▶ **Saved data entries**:
-- Opening Marker --
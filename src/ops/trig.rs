//! Trigonometric and hyperbolic operators, radians throughout

use crate::error::{Error, Result};
use crate::ops::{Operator, OperatorRegistry};
use crate::runtime::Value;

/// Register the trigonometric and hyperbolic groups
pub fn register(registry: &mut OperatorRegistry) {
    registry.register_group(
        "Trigonometric",
        vec![
            Operator::pure("sin", 1, sin, "Sine"),
            Operator::pure("cos", 1, cos, "Cosine"),
            Operator::pure("tan", 1, tan, "Tangent"),
            Operator::pure("asin", 1, asin, "Sine inverse"),
            Operator::pure("acos", 1, acos, "Cosine inverse"),
            Operator::pure("atan", 1, atan, "Tangent inverse"),
        ],
    );
    registry.register_group(
        "Hyperbolic",
        vec![
            Operator::pure("sinh", 1, sinh, "Hyperbolic sine"),
            Operator::pure("cosh", 1, cosh, "Hyperbolic cosine"),
            Operator::pure("tanh", 1, tanh, "Hyperbolic tangent"),
            Operator::pure("asinh", 1, asinh, "Hyperbolic sine inverse"),
            Operator::pure("acosh", 1, acosh, "Hyperbolic cosine inverse"),
            Operator::pure("atanh", 1, atanh, "Hyperbolic tangent inverse"),
        ],
    );
}

fn sin(args: &[Value]) -> Result<Option<Value>> {
    Ok(Some(Value::Float(args[0].as_float()?.sin())))
}

fn cos(args: &[Value]) -> Result<Option<Value>> {
    Ok(Some(Value::Float(args[0].as_float()?.cos())))
}

fn tan(args: &[Value]) -> Result<Option<Value>> {
    Ok(Some(Value::Float(args[0].as_float()?.tan())))
}

fn asin(args: &[Value]) -> Result<Option<Value>> {
    let x = args[0].as_float()?;
    domain(x.abs() <= 1.0)?;
    Ok(Some(Value::Float(x.asin())))
}

fn acos(args: &[Value]) -> Result<Option<Value>> {
    let x = args[0].as_float()?;
    domain(x.abs() <= 1.0)?;
    Ok(Some(Value::Float(x.acos())))
}

fn atan(args: &[Value]) -> Result<Option<Value>> {
    Ok(Some(Value::Float(args[0].as_float()?.atan())))
}

fn sinh(args: &[Value]) -> Result<Option<Value>> {
    Ok(Some(Value::Float(args[0].as_float()?.sinh())))
}

fn cosh(args: &[Value]) -> Result<Option<Value>> {
    Ok(Some(Value::Float(args[0].as_float()?.cosh())))
}

fn tanh(args: &[Value]) -> Result<Option<Value>> {
    Ok(Some(Value::Float(args[0].as_float()?.tanh())))
}

fn asinh(args: &[Value]) -> Result<Option<Value>> {
    Ok(Some(Value::Float(args[0].as_float()?.asinh())))
}

fn acosh(args: &[Value]) -> Result<Option<Value>> {
    let x = args[0].as_float()?;
    domain(x >= 1.0)?;
    Ok(Some(Value::Float(x.acosh())))
}

fn atanh(args: &[Value]) -> Result<Option<Value>> {
    let x = args[0].as_float()?;
    domain(x.abs() < 1.0)?;
    Ok(Some(Value::Float(x.atanh())))
}

fn domain(ok: bool) -> Result<()> {
    if ok {
        Ok(())
    } else {
        Err(Error::ValueError("math domain error".to_string()))
    }
}

#[cfg(test)]
mod tests {
    use super::*;

    #[test]
    fn test_radians() {
        let half_pi = std::f64::consts::FRAC_PI_2;
        match sin(&[Value::Float(half_pi)]).unwrap() {
            Some(Value::Float(v)) => assert!((v - 1.0).abs() < 1e-12),
            other => panic!("unexpected result: {:?}", other),
        }
    }

    #[test]
    fn test_domain_errors() {
        assert!(asin(&[Value::Float(2.0)]).is_err());
        assert!(acosh(&[Value::Float(0.5)]).is_err());
        assert!(atanh(&[Value::Float(1.0)]).is_err());
    }

    #[test]
    fn test_inverse_round_trip() {
        match atan(&[Value::Float(1.0_f64.tan())]).unwrap() {
            Some(Value::Float(v)) => assert!((v - 1.0).abs() < 1e-12),
            other => panic!("unexpected result: {:?}", other),
        }
    }
}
-- Closing Marker --
▶ **EXERCISE INSTRUCTIONS**:
Transcribe each of the records above exactly.

▶ **REPLY TO THE EXERCISE**:
filename src/ops/trig.rs
//! Trigonometric and hyperbolic operators, radians throughout

use crate::error::{Error, Result};
use crate::ops::{Operator, OperatorRegistry};
use crate::runtime::Value;

/// Register the trigonometric and hyperbolic groups
pub fn register(registry: &mut OperatorRegistry) {
    registry.register_group(
        "Trigonometric",
        vec![
            Operator::pure("sin", 1, sin, "Sine"),
            Operator::pure("cos", 1, cos, "Cosine"),
            Operator::pure("tan", 1, tan, "Tangent"),
            Operator::pure("asin", 1, asin, "Sine inverse"),
            Operator::pure("acos", 1, acos, "Cosine inverse"),
            Operator::pure("atan", 1, atan, "Tangent inverse"),
        ],
    );
    registry.register_group(
        "Hyperbolic",
        vec![
            Operator::pure("sinh", 1, sinh, "Hyperbolic sine"),
            Operator::pure("cosh", 1, cosh, "Hyperbolic cosine"),
            Operator::pure("tanh", 1, tanh, "Hyperbolic tangent"),
            Operator::pure("asinh", 1, asinh, "Hyperbolic sine inverse"),
            Operator::pure("acosh", 1, acosh, "Hyperbolic cosine inverse"),
            Operator::pure("atanh", 1, atanh, "Hyperbolic tangent inverse"),
        ],
    );
}

fn sin(args: &[Value]) -> Result<Option<Value>> {
    Ok(Some(Value::Float(args[0].as_float()?.sin())))
}

fn cos(args: &[Value]) -> Result<Option<Value>> {
    Ok(Some(Value::Float(args[0].as_float()?.cos())))
}

fn tan(args: &[Value]) -> Result<Option<Value>> {
    Ok(Some(Value::Float(args[0].as_float()?.tan())))
}

fn asin(args: &[Value]) -> Result<Option<Value>> {
    let x = args[0].as_float()?;
    domain(x.abs() <= 1.0)?;
    Ok(Some(Value::Float(x.asin())))
}

fn acos(args: &[Value]) -> Result<Option<Value>> {
    let x = args[0].as_float()?;
    domain(x.abs() <= 1.0)?;
    Ok(Some(Value::Float(x.acos())))
}

fn atan(args: &[Value]) -> Result<Option<Value>> {
    Ok(Some(Value::Float(args[0].as_float()?.atan())))
}

fn sinh(args: &[Value]) -> Result<Option<Value>> {
    Ok(Some(Value::Float(args[0].as_float()?.sinh())))
}

fn cosh(args: &[Value]) -> Result<Option<Value>> {
    Ok(Some(Value::Float(args[0].as_float()?.cosh())))
}

fn tanh(args: &[Value]) -> Result<Option<Value>> {
    Ok(Some(Value::Float(args[0].as_float()?.tanh())))
}

fn asinh(args: &[Value]) -> Result<Option<Value>> {
    Ok(Some(Value::Float(args[0].as_float()?.asinh())))
}

fn acosh(args: &[Value]) -> Result<Option<Value>> {
    let x = args[0].as_float()?;
    domain(x >= 1.0)?;
    Ok(Some(Value::Float(x.acosh())))
}

fn atanh(args: &[Value]) -> Result<Option<Value>> {
    let x = args[0].as_float()?;
    domain(x.abs() < 1.0)?;
    Ok(Some(Value::Float(x.atanh())))
}

fn domain(ok: bool) -> Result<()> {
    if ok {
        Ok(())
    } else {
        Err(Error::ValueError("math domain error".to_string()))
    }
}

#[cfg(test)]
mod tests {
    use super::*;

    #[test]
    fn test_radians() {
        let half_pi = std::f64::consts::FRAC_PI_2;
        match sin(&[Value::Float(half_pi)]).unwrap() {
            Some(Value::Float(v)) => assert!((v - 1.0).abs() < 1e-12),
            other => panic!("unexpected result: {:?}", other),
        }
    }

    #[test]
    fn test_domain_errors() {
        assert!(asin(&[Value::Float(2.0)]).is_err());
        assert!(acosh(&[Value::Float(0.5)]).is_err());
        assert!(atanh(&[Value::Float(1.0)]).is_err());
    }

    #[test]
    fn test_inverse_round_trip() {
        match atan(&[Value::Float(1.0_f64.tan())]).unwrap() {
            Some(Value::Float(v)) => assert!((v - 1.0).abs() < 1e-12),
            other => panic!("unexpected result: {:?}", other),
        }
    }
}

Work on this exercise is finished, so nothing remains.